Work task: Scan the records for the string "matches", then copy each line that has it.
------ Data for analysis
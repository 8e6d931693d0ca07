//! Executable Resolution
//!
//! Maps user-supplied tool names to paths before the sweep starts, so a
//! missing tool fails fast instead of after minutes of timed runs. A name
//! containing a path separator is checked as given; a bare name is searched
//! on `PATH`.

use std::env;
use std::path::{Path, PathBuf};

use crate::runner::ExecError;

/// Resolve `name` to an executable path.
pub fn resolve_executable(name: &str) -> Result<PathBuf, ExecError> {
    let not_found = || ExecError::ExecutableNotFound(name.to_string());

    if name.contains(std::path::MAIN_SEPARATOR) {
        let path = Path::new(name);
        return if path.is_file() {
            Ok(path.to_path_buf())
        } else {
            Err(not_found())
        };
    }

    let path_var = env::var_os("PATH").unwrap_or_default();
    env::split_paths(&path_var)
        .map(|dir| dir.join(name))
        .find(|candidate| candidate.is_file())
        .ok_or_else(not_found)
}

/// Short display name for a tool: the file name with any `.exe` suffix
/// removed. Used for stage labels and CSV file names.
pub fn tool_name(path: &Path) -> String {
    let name = path
        .file_name()
        .map(|n| n.to_string_lossy().into_owned())
        .unwrap_or_default();
    name.strip_suffix(".exe").unwrap_or(&name).to_string()
}

#[cfg(test)]
mod tests {
    use super::*;
    use std::io::Write;

    #[test]
    fn unknown_bare_name_is_not_found() {
        let err = resolve_executable("linkbench-no-such-tool-1b2c").unwrap_err();
        assert!(matches!(err, ExecError::ExecutableNotFound(_)));
    }

    #[test]
    #[cfg(unix)]
    fn bare_name_is_found_on_path() {
        // Every unix test environment carries a shell.
        let path = resolve_executable("sh").unwrap();
        assert!(path.is_absolute());
        assert!(path.is_file());
    }

    #[test]
    fn explicit_path_must_exist() {
        let dir = tempfile::tempdir().unwrap();
        let tool = dir.path().join("mytool");
        let name = tool.to_string_lossy().into_owned();

        assert!(matches!(
            resolve_executable(&name),
            Err(ExecError::ExecutableNotFound(_))
        ));

        let mut file = std::fs::File::create(&tool).unwrap();
        file.write_all(b"#!/bin/sh\n").unwrap();
        drop(file);
        assert_eq!(resolve_executable(&name).unwrap(), tool);
    }

    #[test]
    fn tool_names_strip_exe_suffix() {
        assert_eq!(tool_name(Path::new("/opt/bin/rld")), "rld");
        assert_eq!(tool_name(Path::new("ld64.exe")), "ld64");
        assert_eq!(tool_name(Path::new("work/lld")), "lld");
    }
}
------------
Written solution:
        assert!(matches!(err, ExecError::ExecutableNotFound(_)));
        assert!(matches!(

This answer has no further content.